Somehow Xander doubted that very much.
Samantha had been so cool towards him on Sunday, so businesslike in her dealings with him today, even when helping him in and out of the shower this morning. An occasion when he had been unable to hide the arousal her touch incited in him. He might as well have been a block of wood for all the notice Samantha had taken of that!
And that rankled.
This whole indifference thing Samantha now had going towards him rankled!
Okay, so he had read the signs wrong on Saturday evening, had realised almost immediately that he should have offered her comfort, with his arms and words, rather than kissing her. He was also aware he wasn’t feeling his best right now. His leg was still aching badly from all the extra activity on Saturday; the wedding, Daisy throwing herself at him, kissing Samantha. But he had never had a woman react towards him with such indifference as Samantha had been doing these past two days and nights.
Maybe he was losing his touch?
And maybe Samantha would just rather forget those kisses had ever happened?
Wouldn’t that be a dent to his already bruised ego?

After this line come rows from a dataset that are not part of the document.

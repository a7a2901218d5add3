use actix_session::Session;
use actix_web::{HttpRequest, HttpResponse, web};
use sqlx::PgPool;
use std::net::{IpAddr, Ipv4Addr};

use crate::auth::capabilities::Capabilities;
use crate::auth::session::{self, get_capabilities, get_user_id};
use crate::auth::{password, rate_limit::RateLimiter, validate};
use crate::errors::AppError;
use crate::models::user::{self, LoginForm, NewUser, Role, SignupForm, UserProfile};
use crate::responses::{ApiMessage, CreatedResponse, MeResponse};

/// POST /api/v1/auth/signup - self-service registration; the account awaits approval.
pub async fn signup(
    pool: web::Data<PgPool>,
    body: web::Json<SignupForm>,
) -> Result<HttpResponse, AppError> {
    let mut errors = vec![];
    errors.extend(validate::validate_email(&body.email));
    errors.extend(validate::validate_password(&body.password));
    errors.extend(validate::validate_optional(&body.full_name, "Nome", 200));
    if !errors.is_empty() {
        return Err(AppError::Validation(errors));
    }

    let hashed = password::hash_password(&body.password)?;
    let new_user = NewUser {
        email: body.email.trim().to_lowercase(),
        full_name: body.full_name.trim().to_string(),
        password: hashed,
        role: Role::Viewer,
        approved: false,
    };
    let id = user::create(&pool, &new_user)
        .await
        .map_err(|e| AppError::from_write(e, "Email já cadastrado"))?;

    log::info!("New account {} awaiting approval", new_user.email);
    Ok(HttpResponse::Created().json(CreatedResponse { id }))
}

pub async fn login(
    req: HttpRequest,
    pool: web::Data<PgPool>,
    session: Session,
    limiter: web::Data<RateLimiter>,
    body: web::Json<LoginForm>,
) -> Result<HttpResponse, AppError> {
    // Rate-limit check BEFORE any database access
    let ip = req
        .peer_addr()
        .map(|addr| addr.ip())
        .unwrap_or(IpAddr::V4(Ipv4Addr::UNSPECIFIED));

    if limiter.is_blocked(ip) {
        return Err(AppError::RateLimited);
    }

    let found = user::find_by_email(&pool, &body.email).await?;
    let verified = match &found {
        Some(row) => password::verify_password(&body.password, &row.password)?,
        None => false,
    };
    let row = match found {
        Some(row) if verified => row,
        _ => {
            limiter.record_failure(ip);
            return Err(AppError::InvalidCredentials);
        }
    };

    limiter.clear(ip);
    let profile = UserProfile::from(row);
    let capabilities = session::establish(&session, &profile)?;
    log::info!("{} logged in as {}", profile.email, profile.role);

    Ok(HttpResponse::Ok().json(MeResponse { profile, capabilities }))
}

pub async fn logout(session: Session) -> Result<HttpResponse, AppError> {
    session.purge();
    Ok(HttpResponse::Ok().json(ApiMessage::new("Sessão encerrada")))
}

async fn current_profile(pool: &PgPool, session: &Session) -> Result<UserProfile, AppError> {
    let id = get_user_id(session).ok_or(AppError::Unauthorized)?;
    user::find_by_id(pool, id).await?.ok_or(AppError::Unauthorized)
}

/// GET /api/v1/me - profile plus the capabilities fixed at login.
pub async fn me(pool: web::Data<PgPool>, session: Session) -> Result<HttpResponse, AppError> {
    let profile = current_profile(&pool, &session).await?;
    let capabilities = get_capabilities(&session)?;
    Ok(HttpResponse::Ok().json(MeResponse { profile, capabilities }))
}

/// POST /api/v1/auth/refresh - re-read role and approval, e.g. after an admin approved the account.
pub async fn refresh(pool: web::Data<PgPool>, session: Session) -> Result<HttpResponse, AppError> {
    let profile = current_profile(&pool, &session).await?;
    let before = get_capabilities(&session).unwrap_or_default();
    let capabilities: Capabilities = session::establish(&session, &profile)?;
    if before != capabilities {
        log::info!("Capabilities of {} changed to [{}]", profile.email, capabilities.to_csv());
    }
    Ok(HttpResponse::Ok().json(MeResponse { profile, capabilities }))
}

‘What?’ She turned to look at him blankly now, almost as if she had forgotten he was there for a moment, colour suffusing her cheeks as his words penetrated her thoughts. ‘Not in the least,’ she dismissed, her head now buried in the refrigerator. ‘I’d forgotten about it.’
Her sudden blush seemed to indicate that it really had been the last thing on her mind.
Oh, she hadn’t forgotten about it yesterday, had been very skittish towards him over breakfast, so much so that Xander had decided it would be better if the two of them avoided each other’s company for the rest of the day, especially in front of Daisy.
But here and now? Yes, Xander could well believe that this Samantha had completely forgotten about the two of them kissing on Saturday night. The question was, what had happened since yesterday—since breakfast this morning, in fact—to cause Samantha to be so distracted that she wasn’t even defending herself? It was very unlike her.
‘Do you want ham or cheese for your sandwich?’ she asked distractedly now.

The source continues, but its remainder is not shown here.